"from" appears in how many lines of the entries? State only the number.

Data supplied START

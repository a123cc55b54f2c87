//! The per-frame scene scheduler.
//!
//! A [`Scene`] owns every live entity and overlay of one level. The logic
//! driver calls [`Scene::update`] once per frame while a render thread may
//! call [`Scene::render`] at any time. Both take the same lock, and the live
//! map is only structurally changed at three points of a frame:
//!
//! 1. **Add flush**: pending additions enter the live map.
//! 2. **Entity pass**: entities flagged for deletion are removed as the
//!    pass reaches them; every other entity is updated in key order.
//! 3. **Remove flush**: pending removals leave the live map.
//!
//! Requests made while a pass is running go through a [`SceneCommands`]
//! buffer and are queued once the pass is over, so the pass never observes
//! its own structural changes.
//!
//! # Frame timing
//!
//! | request | becomes effective |
//! |---------|-------------------|
//! | [`Scene::add_entity`] between frames | add flush of the next frame |
//! | spawn from [`SceneScript::pre_update`] | add flush of the same frame |
//! | spawn from an entity update | add flush of the next frame |
//! | [`EntityCore::destroy`](crate::entity::EntityCore::destroy) | next time the pass reaches the entity |
//! | despawn from an entity update | remove flush of the same frame |
//! | despawn from [`SceneScript::post_update`] | remove flush of the next frame |
//!
//! # Example
//!
//! ```
//! use rekit_core::config::{GameConfig, SceneConfig};
//! use rekit_core::pickups::HealthPickup;
//! use rekit_core::scene::{EmptyScript, Scene};
//! use glam::Vec2;
//!
//! let config = GameConfig::default();
//! let scene = Scene::new(SceneConfig::default(), Box::new(EmptyScript));
//! let key = scene.add_entity(Box::new(HealthPickup::new(Vec2::ZERO, &config.pickup)));
//!
//! assert_eq!(scene.entity_count(), 0);
//! scene.update(1.0 / 60.0).unwrap();
//! assert_eq!(scene.live_keys(), vec![key]);
//! ```

use std::collections::BTreeMap;
use std::fmt;
use std::mem;
use std::sync::atomic::{AtomicU64, Ordering};
use std::sync::{Mutex, MutexGuard, PoisonError};
use std::time::{Duration, Instant};

use glam::Vec2;
use tracing::{debug, trace, warn};

use crate::commands::{CommandParts, SceneCommands};
use crate::config::SceneConfig;
use crate::entity::{Entity, EntityKey, FrameContext};
use crate::error::SceneError;
use crate::geometry::Direction;
use crate::overlay::{Overlay, OverlayKey, OverlayStatus};
use crate::render::RenderSurface;

static NEXT_SCENE_ID: AtomicU64 = AtomicU64::new(1);

/// Identifier of a scene instance, stored in each entity it adopts.
#[derive(Copy, Clone, PartialEq, Eq, PartialOrd, Ord, Hash)]
pub struct SceneId(u64);

impl SceneId {
    fn allocate() -> Self {
        Self(NEXT_SCENE_ID.fetch_add(1, Ordering::Relaxed))
    }

    /// Returns the raw value.
    #[must_use]
    pub const fn as_u64(self) -> u64 {
        self.0
    }
}

impl fmt::Debug for SceneId {
    fn fmt(&self, f: &mut fmt::Formatter<'_>) -> fmt::Result {
        write!(f, "SceneId({})", self.0)
    }
}

impl fmt::Display for SceneId {
    fn fmt(&self, f: &mut fmt::Formatter<'_>) -> fmt::Result {
        write!(f, "scene#{}", self.0)
    }
}

// =============================================================================
// SceneScript
// =============================================================================

/// Level-specific hooks run by the scene around the entity pass.
///
/// Scripts are only ever called from the thread driving
/// [`Scene::update`] and [`Scene::restart`].
pub trait SceneScript: Send {
    /// Runs on construction and on every restart, after the scene was cleared.
    fn on_start(&mut self, _commands: &mut SceneCommands) {}

    /// Runs first in every frame. Spawns issued here are live in the same
    /// frame.
    fn pre_update(&mut self, _delta: f32, _commands: &mut SceneCommands) {}

    /// Runs after the remove flush.
    fn post_update(&mut self, _delta: f32, _commands: &mut SceneCommands) {}
}

/// A script that does nothing.
#[derive(Debug, Clone, Copy, Default)]
pub struct EmptyScript;

impl SceneScript for EmptyScript {}

// =============================================================================
// Scene
// =============================================================================

/// Containers guarded by the scene lock.
#[derive(Default)]
struct SceneState {
    entities: BTreeMap<EntityKey, Box<dyn Entity>>,
    overlays: BTreeMap<OverlayKey, Box<dyn Overlay>>,
    pending_add: Vec<Box<dyn Entity>>,
    pending_remove: Vec<EntityKey>,
    focus: Option<Vec2>,
    timings: BTreeMap<&'static str, Duration>,
}

impl SceneState {
    fn enqueue(&mut self, commands: SceneCommands) {
        let CommandParts {
            spawns,
            despawns,
            overlays,
            overlay_removals,
        } = commands.into_parts();
        self.pending_add.extend(spawns);
        self.pending_remove.extend(despawns);
        for overlay in overlays {
            self.overlays.insert(overlay.key(), overlay);
        }
        for key in overlay_removals {
            self.overlays.remove(&key);
        }
    }

    fn flush_additions(&mut self, scene: SceneId) {
        if self.pending_add.is_empty() {
            return;
        }
        debug!(scene = %scene, count = self.pending_add.len(), "flushing additions");
        for mut entity in self.pending_add.drain(..) {
            let key = entity.key();
            if self.entities.contains_key(&key) {
                warn!(scene = %scene, key = %key, "entity already live, dropping duplicate add");
                continue;
            }
            entity.core_mut().attach(scene);
            self.entities.insert(key, entity);
        }
    }

    fn flush_removals(&mut self, scene: SceneId) {
        if self.pending_remove.is_empty() {
            return;
        }
        debug!(scene = %scene, count = self.pending_remove.len(), "flushing removals");
        for key in self.pending_remove.drain(..) {
            if self.entities.remove(&key).is_none() {
                trace!(scene = %scene, key = %key, "removal of absent entity ignored");
            }
        }
    }

    fn clear(&mut self) {
        self.entities.clear();
        self.overlays.clear();
        self.pending_add.clear();
        self.pending_remove.clear();
        self.timings.clear();
    }
}

/// Scheduler of one level's entities and overlays.
///
/// `Scene` is `Send + Sync` and is meant to be shared as `Arc<Scene>`
/// between the logic thread and the render thread.
pub struct Scene {
    id: SceneId,
    config: SceneConfig,
    state: Mutex<SceneState>,
    script: Mutex<Box<dyn SceneScript>>,
}

impl Scene {
    /// Creates a scene and runs the script's start hook.
    #[must_use]
    pub fn new(config: SceneConfig, script: Box<dyn SceneScript>) -> Self {
        let scene = Self {
            id: SceneId::allocate(),
            config,
            state: Mutex::new(SceneState::default()),
            script: Mutex::new(script),
        };
        scene.start();
        scene
    }

    /// Identifier stored in adopted entities.
    #[must_use]
    pub fn id(&self) -> SceneId {
        self.id
    }

    /// Settings the scene was created with.
    #[must_use]
    pub fn config(&self) -> &SceneConfig {
        &self.config
    }

    /// Queues `entity` for the next add flush and returns its key.
    pub fn add_entity(&self, entity: Box<dyn Entity>) -> EntityKey {
        let key = entity.key();
        self.lock_state().pending_add.push(entity);
        key
    }

    /// Queues `key` for the next remove flush. Removing an absent entity
    /// is a no-op.
    pub fn remove_entity(&self, key: EntityKey) {
        self.lock_state().pending_remove.push(key);
    }

    /// Inserts an overlay immediately.
    pub fn add_overlay(&self, overlay: Box<dyn Overlay>) -> OverlayKey {
        let key = overlay.key();
        self.lock_state().overlays.insert(key, overlay);
        key
    }

    /// Removes an overlay immediately. Returns `true` if it was present.
    pub fn remove_overlay(&self, key: OverlayKey) -> bool {
        self.lock_state().overlays.remove(&key).is_some()
    }

    /// Sets the point of interest handed to entities.
    pub fn set_focus(&self, focus: Option<Vec2>) {
        self.lock_state().focus = focus;
    }

    /// Current point of interest.
    #[must_use]
    pub fn focus(&self) -> Option<Vec2> {
        self.lock_state().focus
    }

    /// Runs one frame.
    ///
    /// Negative or non-finite deltas are treated as zero.
    ///
    /// # Errors
    ///
    /// Returns [`SceneError::Entity`] for the first entity whose update
    /// fails. No later entity is updated or removed in that frame, and the
    /// remove flush, post hook and overlay pass are skipped. Requests
    /// issued before the failure stay queued for the next frame.
    pub fn update(&self, delta: f32) -> Result<(), SceneError> {
        let delta = if delta.is_finite() && delta > 0.0 {
            delta
        } else {
            0.0
        };

        self.run_script(|script, commands| script.pre_update(delta, commands));

        let mut state = self.lock_state();
        state.flush_additions(self.id);

        let mut commands = SceneCommands::new();
        let failure = self.entity_pass(&mut state, delta, &mut commands);
        state.enqueue(commands);
        if let Some(err) = failure {
            return Err(err);
        }

        state.flush_removals(self.id);
        drop(state);

        self.run_script(|script, commands| script.post_update(delta, commands));

        self.lock_state()
            .overlays
            .retain(|key, overlay| match overlay.update(delta) {
                OverlayStatus::Active => true,
                OverlayStatus::Finished => {
                    trace!(key = %key, "overlay finished");
                    false
                }
            });
        Ok(())
    }

    fn entity_pass(
        &self,
        state: &mut SceneState,
        delta: f32,
        commands: &mut SceneCommands,
    ) -> Option<SceneError> {
        let SceneState {
            entities,
            focus,
            timings,
            ..
        } = state;
        let focus = *focus;
        let profile = self.config.profile_updates;
        let mut failure = None;

        entities.retain(|key, entity| {
            if failure.is_some() {
                return true;
            }
            if entity.core().is_marked_for_deletion() {
                trace!(key = %key, "removing destroyed entity");
                return false;
            }

            let started = profile.then(Instant::now);
            let result = entity.update(&mut FrameContext::new(delta, focus, commands));
            if let Some(started) = started {
                *timings.entry(entity.core().kind()).or_default() += started.elapsed();
            }

            if let Err(source) = result {
                warn!(key = %key, error = %source, "entity update failed, aborting frame");
                failure = Some(SceneError::Entity { key: *key, source });
            }
            true
        });
        failure
    }

    /// Draws all visible entities, then all overlays, in key order.
    pub fn render(&self, surface: &mut dyn RenderSurface) {
        let state = self.lock_state();
        for entity in state.entities.values() {
            if entity.core().is_visible() {
                entity.render(surface);
            }
        }
        for overlay in state.overlays.values() {
            overlay.render(surface);
        }
    }

    /// Delivers a contact between two live entities.
    ///
    /// `a` reacts to `b` touching it from `direction`, then `b` reacts to
    /// `a` from the opposite direction. Returns `false` without effect if
    /// either entity is not live, is already destroyed, or both keys are
    /// equal.
    pub fn notify_collision(&self, a: EntityKey, b: EntityKey, direction: Direction) -> bool {
        if a == b {
            return false;
        }
        let mut state = self.lock_state();
        let mut first = None;
        let mut second = None;
        for (key, entity) in &mut state.entities {
            if *key == a {
                first = Some(entity);
            } else if *key == b {
                second = Some(entity);
            }
        }
        let (Some(first), Some(second)) = (first, second) else {
            return false;
        };
        if first.core().is_marked_for_deletion() || second.core().is_marked_for_deletion() {
            return false;
        }
        first.react_to_collision(second.core_mut(), direction);
        second.react_to_collision(first.core_mut(), direction.opposite());
        true
    }

    /// Runs `f` on a live entity.
    pub fn with_entity<R>(&self, key: EntityKey, f: impl FnOnce(&dyn Entity) -> R) -> Option<R> {
        let state = self.lock_state();
        state.entities.get(&key).map(|entity| f(entity.as_ref()))
    }

    /// Keys of the live entities in visiting order.
    #[must_use]
    pub fn live_keys(&self) -> Vec<EntityKey> {
        self.lock_state().entities.keys().copied().collect()
    }

    /// Number of live entities.
    #[must_use]
    pub fn entity_count(&self) -> usize {
        self.lock_state().entities.len()
    }

    /// Number of overlays.
    #[must_use]
    pub fn overlay_count(&self) -> usize {
        self.lock_state().overlays.len()
    }

    /// Number of queued additions and removals.
    #[must_use]
    pub fn pending_counts(&self) -> (usize, usize) {
        let state = self.lock_state();
        (state.pending_add.len(), state.pending_remove.len())
    }

    /// Returns and resets the accumulated update time per entity kind.
    ///
    /// Always empty unless [`SceneConfig::profile_updates`] is set.
    pub fn take_update_timings(&self) -> BTreeMap<&'static str, Duration> {
        mem::take(&mut self.lock_state().timings)
    }

    /// Empties the scene and runs the script's start hook again.
    pub fn restart(&self) {
        debug!(scene = %self.id, "restarting");
        self.lock_state().clear();
        self.start();
    }

    fn start(&self) {
        self.run_script(|script, commands| script.on_start(commands));
    }

    fn run_script(&self, hook: impl FnOnce(&mut dyn SceneScript, &mut SceneCommands)) {
        let mut commands = SceneCommands::new();
        {
            let mut script = self.script.lock().unwrap_or_else(PoisonError::into_inner);
            hook(script.as_mut(), &mut commands);
        }
        if !commands.is_empty() {
            self.lock_state().enqueue(commands);
        }
    }

    fn lock_state(&self) -> MutexGuard<'_, SceneState> {
        self.state.lock().unwrap_or_else(PoisonError::into_inner)
    }
}

impl Default for Scene {
    fn default() -> Self {
        Self::new(SceneConfig::default(), Box::new(EmptyScript))
    }
}

impl fmt::Debug for Scene {
    fn fmt(&self, f: &mut fmt::Formatter<'_>) -> fmt::Result {
        f.debug_struct("Scene")
            .field("id", &self.id)
            .field("config", &self.config)
            .finish_non_exhaustive()
    }
}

Data supplied END

Exercise response — 7